Finding a public washroom shouldn't be hard, but with the ongoing COVID-19 pandemic, that isn't the case
Stock photo.

Even as Ontario and the rest of the country slowly reopens, the issue of washroom access is laid bare, showing the gaps between those who have a readily available place to relieve themselves and those who don't.

Edith Wilson is a Master's of Sociology student from the University of Guelph whose research was on washrooms for 'customers-only' rules in Toronto. She appeared on the Mike Farwell Show on 570 NEWS and says our public bathroom infrastructure was underfunded and underwhelming even before the pandemic. 

Public bathrooms, in this case, are ones in public buildings like libraries, rinks, community centres, parks and other places that aren't subject to customer-only rules.

"It's a matter of dignity for everyone to have enough public washrooms available, but unfortunately that's not the situation, which is just a real shame," she said. 

She says the situation is worse now under the pandemic as public washrooms were closed from the public.
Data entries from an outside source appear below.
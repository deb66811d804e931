//! Compile rule documents into evaluable rules.
//!
//! The compiler resolves function names against a [`FunctionRegistry`],
//! binds call arguments to the function's parameters and rejects bindings
//! that can never succeed: unknown functions or arguments, missing required
//! arguments, and arguments whose static type the parameter cannot accept.
//! Building each call node folds its constant arguments.

use std::collections::{BTreeMap, HashMap};

use rpipeline_rules::{ExprNode, Literal, RuleDocument};

use crate::error::{CompileError, Result};
use crate::expression::{Expression, FunctionExpression};
use crate::function::{FunctionArgs, FunctionRegistry};
use crate::rule::Rule;
use crate::value::{TypeTag, Value};

/// Compile a parsed rule document.
pub fn compile_rule(doc: &RuleDocument, registry: &FunctionRegistry) -> Result<Rule> {
    let mut scope = Scope::default();

    let condition = compile_expr(&doc.condition, registry, &mut scope)?;
    let ty = condition.static_type();
    if !matches!(ty, TypeTag::Bool | TypeTag::Any) {
        return Err(CompileError::InvalidRule(format!(
            "condition of rule '{}' is {ty}, expected bool",
            doc.name()
        )));
    }

    let statements = doc
        .statements
        .iter()
        .map(|node| compile_expr(node, registry, &mut scope))
        .collect::<Result<Vec<_>>>()?;

    log::debug!(
        "Compiled rule '{}' with {} statement(s)",
        doc.name(),
        statements.len()
    );
    Ok(Rule::new(doc.name(), condition, statements))
}

/// Variables defined so far, with the static type of their definition.
#[derive(Debug, Default)]
pub struct Scope {
    variables: HashMap<String, TypeTag>,
}

impl Scope {
    pub fn define(&mut self, name: impl Into<String>, ty: TypeTag) {
        self.variables.insert(name.into(), ty);
    }

    pub fn lookup(&self, name: &str) -> Option<TypeTag> {
        self.variables.get(name).copied()
    }
}

/// Compile one expression node. `let` nodes extend `scope` for everything
/// compiled after them.
pub fn compile_expr(
    node: &ExprNode,
    registry: &FunctionRegistry,
    scope: &mut Scope,
) -> Result<Expression> {
    Ok(match node {
        ExprNode::Literal(lit) => Expression::Literal(literal_value(lit)),
        ExprNode::Field(name) => Expression::Field(name.clone()),
        ExprNode::Variable(name) => {
            let ty = scope
                .lookup(name)
                .ok_or_else(|| CompileError::UndefinedVariable(name.clone()))?;
            Expression::variable(name.as_str(), ty)
        }
        ExprNode::Let { name, value } => {
            let value = compile_expr(value, registry, scope)?;
            scope.define(name.as_str(), value.static_type());
            Expression::let_binding(name.as_str(), value)
        }
        ExprNode::Call { function, args } => compile_call(function, args, registry, scope)?,
        ExprNode::Not(inner) => Expression::Not(Box::new(compile_expr(inner, registry, scope)?)),
        ExprNode::And(items) => Expression::And(compile_all(items, registry, scope)?),
        ExprNode::Or(items) => Expression::Or(compile_all(items, registry, scope)?),
        ExprNode::Compare { op, lhs, rhs } => Expression::compare(
            *op,
            compile_expr(lhs, registry, scope)?,
            compile_expr(rhs, registry, scope)?,
        ),
        ExprNode::Map(entries) => {
            let mut compiled = BTreeMap::new();
            for (key, value) in entries {
                compiled.insert(key.clone(), compile_expr(value, registry, scope)?);
            }
            Expression::Map(compiled)
        }
    })
}

fn compile_all(
    items: &[ExprNode],
    registry: &FunctionRegistry,
    scope: &mut Scope,
) -> Result<Vec<Expression>> {
    items
        .iter()
        .map(|item| compile_expr(item, registry, scope))
        .collect()
}

fn compile_call(
    name: &str,
    args: &BTreeMap<String, ExprNode>,
    registry: &FunctionRegistry,
    scope: &mut Scope,
) -> Result<Expression> {
    let function = registry
        .resolve(name)
        .ok_or_else(|| CompileError::UnknownFunction(name.to_string()))?;
    let descriptor = function.descriptor();

    if let Some(unknown) = args.keys().find(|arg| descriptor.param(arg).is_none()) {
        return Err(CompileError::UnknownArgument {
            function: name.to_string(),
            argument: unknown.clone(),
        });
    }

    let mut bound = BTreeMap::new();
    for param in descriptor.params() {
        let Some(node) = args.get(param.name()) else {
            if !param.is_optional() {
                return Err(CompileError::MissingArgument {
                    function: name.to_string(),
                    parameter: param.name().to_string(),
                });
            }
            continue;
        };
        let expr = compile_expr(node, registry, scope)?;
        let found = expr.static_type();
        if found != TypeTag::Any && !param.source_type().accepts(found) {
            return Err(CompileError::ArgumentType {
                function: name.to_string(),
                parameter: param.name().to_string(),
                expected: param.source_type(),
                found,
            });
        }
        bound.insert(param.name().to_string(), expr);
    }

    let args = FunctionArgs::new(function, bound);
    Ok(Expression::Function(FunctionExpression::new(args)))
}

fn literal_value(lit: &Literal) -> Value {
    match lit {
        Literal::Null => Value::Null,
        Literal::Bool(b) => Value::Bool(*b),
        Literal::Integer(i) => Value::Integer(*i),
        Literal::Float(f) => Value::Float(*f),
        Literal::String(s) => Value::String(s.clone()),
    }
}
Many locations people have relied on for a substitute for public washrooms, like coffee shops or other private building washrooms, are also closed off to the public too.

"It also ends up harming people who are living with homelessness, or who are otherwise out on the streets more often, and they just can't find anywhere to go," Wilson said. She lists off pregnant women, children and the elderly as others who would also benefit from having a readily available public washroom.

"When you think about who is allowed, or who feels comfortable to be in public space, right? Having a washroom is a big part of that. I don't really think that any of us like to pee outside."

Wilson says her ideal scenario would be a small pod of washrooms every few blocks on a city street, and that the ones in parks are properly staffed to ensure they are maintained and operational, rather than letting it fall into disrepair. People should be reaching out to their elected officials about these issues, she said.

"It's a matter of investment. It's a matter of making that a priority in the budget because obviously we don't have that infrastructure now, so adding it would cost some money, but it's well worth it to make people more comfortable."